To do:
The expected reply is all of the data, returned exactly.

Working data:
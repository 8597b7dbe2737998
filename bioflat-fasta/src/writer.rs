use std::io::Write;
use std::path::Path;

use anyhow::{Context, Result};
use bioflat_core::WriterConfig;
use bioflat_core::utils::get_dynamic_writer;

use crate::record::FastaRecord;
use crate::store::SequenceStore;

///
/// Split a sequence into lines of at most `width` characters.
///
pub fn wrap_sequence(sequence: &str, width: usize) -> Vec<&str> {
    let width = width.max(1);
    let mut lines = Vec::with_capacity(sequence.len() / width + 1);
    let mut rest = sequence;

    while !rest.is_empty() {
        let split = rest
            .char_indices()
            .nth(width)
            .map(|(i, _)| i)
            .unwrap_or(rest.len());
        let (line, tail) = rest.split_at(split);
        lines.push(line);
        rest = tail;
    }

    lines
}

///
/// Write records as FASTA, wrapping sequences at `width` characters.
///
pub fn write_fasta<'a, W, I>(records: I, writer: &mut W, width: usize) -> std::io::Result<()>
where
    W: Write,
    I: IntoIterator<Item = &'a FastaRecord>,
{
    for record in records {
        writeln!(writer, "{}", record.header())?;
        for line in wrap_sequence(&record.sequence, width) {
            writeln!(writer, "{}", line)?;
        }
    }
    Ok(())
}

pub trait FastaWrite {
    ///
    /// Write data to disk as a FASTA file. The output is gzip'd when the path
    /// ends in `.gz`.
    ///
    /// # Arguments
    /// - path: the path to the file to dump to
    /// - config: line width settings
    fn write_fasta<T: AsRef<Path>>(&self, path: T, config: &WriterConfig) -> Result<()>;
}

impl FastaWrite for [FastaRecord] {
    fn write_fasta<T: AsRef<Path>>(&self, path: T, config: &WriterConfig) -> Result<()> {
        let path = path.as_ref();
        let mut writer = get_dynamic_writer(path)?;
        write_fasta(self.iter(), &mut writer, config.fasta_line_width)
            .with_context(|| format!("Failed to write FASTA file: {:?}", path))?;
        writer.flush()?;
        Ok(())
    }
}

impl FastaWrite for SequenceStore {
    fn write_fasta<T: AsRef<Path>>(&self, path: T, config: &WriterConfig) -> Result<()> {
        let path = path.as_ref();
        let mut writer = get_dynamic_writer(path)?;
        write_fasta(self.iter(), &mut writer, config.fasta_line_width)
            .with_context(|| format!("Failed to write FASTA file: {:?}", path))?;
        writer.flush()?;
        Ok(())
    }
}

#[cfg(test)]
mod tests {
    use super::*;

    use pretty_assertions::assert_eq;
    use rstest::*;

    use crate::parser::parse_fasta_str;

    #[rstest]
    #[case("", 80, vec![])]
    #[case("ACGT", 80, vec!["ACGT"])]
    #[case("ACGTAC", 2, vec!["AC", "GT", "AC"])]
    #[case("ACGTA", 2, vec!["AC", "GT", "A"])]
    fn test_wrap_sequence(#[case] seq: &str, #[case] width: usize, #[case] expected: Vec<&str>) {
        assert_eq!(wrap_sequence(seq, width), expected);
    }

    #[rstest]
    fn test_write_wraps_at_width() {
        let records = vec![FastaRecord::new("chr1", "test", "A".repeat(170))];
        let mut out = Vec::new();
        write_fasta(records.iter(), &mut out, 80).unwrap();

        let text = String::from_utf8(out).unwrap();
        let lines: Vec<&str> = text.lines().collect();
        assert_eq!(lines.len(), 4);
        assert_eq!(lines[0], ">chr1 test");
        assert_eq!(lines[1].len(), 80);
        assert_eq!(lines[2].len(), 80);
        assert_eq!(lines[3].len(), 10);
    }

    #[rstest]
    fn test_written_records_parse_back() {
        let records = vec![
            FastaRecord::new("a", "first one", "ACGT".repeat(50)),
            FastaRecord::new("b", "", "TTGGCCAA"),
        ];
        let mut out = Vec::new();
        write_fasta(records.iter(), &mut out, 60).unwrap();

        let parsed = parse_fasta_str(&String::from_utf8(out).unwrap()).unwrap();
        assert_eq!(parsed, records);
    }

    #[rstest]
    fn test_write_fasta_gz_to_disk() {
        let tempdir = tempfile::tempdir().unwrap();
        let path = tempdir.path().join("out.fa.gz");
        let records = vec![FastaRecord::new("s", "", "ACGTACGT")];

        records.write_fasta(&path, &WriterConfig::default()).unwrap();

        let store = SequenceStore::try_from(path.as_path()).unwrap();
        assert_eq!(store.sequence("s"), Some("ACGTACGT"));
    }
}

Exercise answer:
repository 8597b7dbe2737998
filename bioflat-fasta/src/writer.rs
use std::io::Write;
use std::path::Path;

use anyhow::{Context, Result};
use bioflat_core::WriterConfig;
use bioflat_core::utils::get_dynamic_writer;

use crate::record::FastaRecord;
use crate::store::SequenceStore;

///
/// Split a sequence into lines of at most `width` characters.
///
pub fn wrap_sequence(sequence: &str, width: usize) -> Vec<&str> {
    let width = width.max(1);
    let mut lines = Vec::with_capacity(sequence.len() / width + 1);
    let mut rest = sequence;

    while !rest.is_empty() {
        let split = rest
            .char_indices()
            .nth(width)
            .map(|(i, _)| i)
            .unwrap_or(rest.len());
        let (line, tail) = rest.split_at(split);
        lines.push(line);
        rest = tail;
    }

    lines
}

///
/// Write records as FASTA, wrapping sequences at `width` characters.
///
pub fn write_fasta<'a, W, I>(records: I, writer: &mut W, width: usize) -> std::io::Result<()>
where
    W: Write,
    I: IntoIterator<Item = &'a FastaRecord>,
{
    for record in records {
        writeln!(writer, "{}", record.header())?;
        for line in wrap_sequence(&record.sequence, width) {
            writeln!(writer, "{}", line)?;
        }
    }
    Ok(())
}

pub trait FastaWrite {
    ///
    /// Write data to disk as a FASTA file. The output is gzip'd when the path
    /// ends in `.gz`.
    ///
    /// # Arguments
    /// - path: the path to the file to dump to
    /// - config: line width settings
    fn write_fasta<T: AsRef<Path>>(&self, path: T, config: &WriterConfig) -> Result<()>;
}

impl FastaWrite for [FastaRecord] {
    fn write_fasta<T: AsRef<Path>>(&self, path: T, config: &WriterConfig) -> Result<()> {
        let path = path.as_ref();
        let mut writer = get_dynamic_writer(path)?;
        write_fasta(self.iter(), &mut writer, config.fasta_line_width)
            .with_context(|| format!("Failed to write FASTA file: {:?}", path))?;
        writer.flush()?;
        Ok(())
    }
}

impl FastaWrite for SequenceStore {
    fn write_fasta<T: AsRef<Path>>(&self, path: T, config: &WriterConfig) -> Result<()> {
        let path = path.as_ref();
        let mut writer = get_dynamic_writer(path)?;
        write_fasta(self.iter(), &mut writer, config.fasta_line_width)
            .with_context(|| format!("Failed to write FASTA file: {:?}", path))?;
        writer.flush()?;
        Ok(())
    }
}

#[cfg(test)]
mod tests {
    use super::*;

    use pretty_assertions::assert_eq;
    use rstest::*;

    use crate::parser::parse_fasta_str;

    #[rstest]
    #[case("", 80, vec![])]
    #[case("ACGT", 80, vec!["ACGT"])]
    #[case("ACGTAC", 2, vec!["AC", "GT", "AC"])]
    #[case("ACGTA", 2, vec!["AC", "GT", "A"])]
    fn test_wrap_sequence(#[case] seq: &str, #[case] width: usize, #[case] expected: Vec<&str>) {
        assert_eq!(wrap_sequence(seq, width), expected);
    }

    #[rstest]
    fn test_write_wraps_at_width() {
        let records = vec![FastaRecord::new("chr1", "test", "A".repeat(170))];
        let mut out = Vec::new();
        write_fasta(records.iter(), &mut out, 80).unwrap();

        let text = String::from_utf8(out).unwrap();
        let lines: Vec<&str> = text.lines().collect();
        assert_eq!(lines.len(), 4);
        assert_eq!(lines[0], ">chr1 test");
        assert_eq!(lines[1].len(), 80);
        assert_eq!(lines[2].len(), 80);
        assert_eq!(lines[3].len(), 10);
    }

    #[rstest]
    fn test_written_records_parse_back() {
        let records = vec![
            FastaRecord::new("a", "first one", "ACGT".repeat(50)),
            FastaRecord::new("b", "", "TTGGCCAA"),
        ];
        let mut out = Vec::new();
        write_fasta(records.iter(), &mut out, 60).unwrap();

        let parsed = parse_fasta_str(&String::from_utf8(out).unwrap()).unwrap();
        assert_eq!(parsed, records);
    }

    #[rstest]
    fn test_write_fasta_gz_to_disk() {
        let tempdir = tempfile::tempdir().unwrap();
        let path = tempdir.path().join("out.fa.gz");
        let records = vec![FastaRecord::new("s", "", "ACGTACGT")];

        records.write_fasta(&path, &WriterConfig::default()).unwrap();

        let store = SequenceStore::try_from(path.as_path()).unwrap();
        assert_eq!(store.sequence("s"), Some("ACGTACGT"));
    }
}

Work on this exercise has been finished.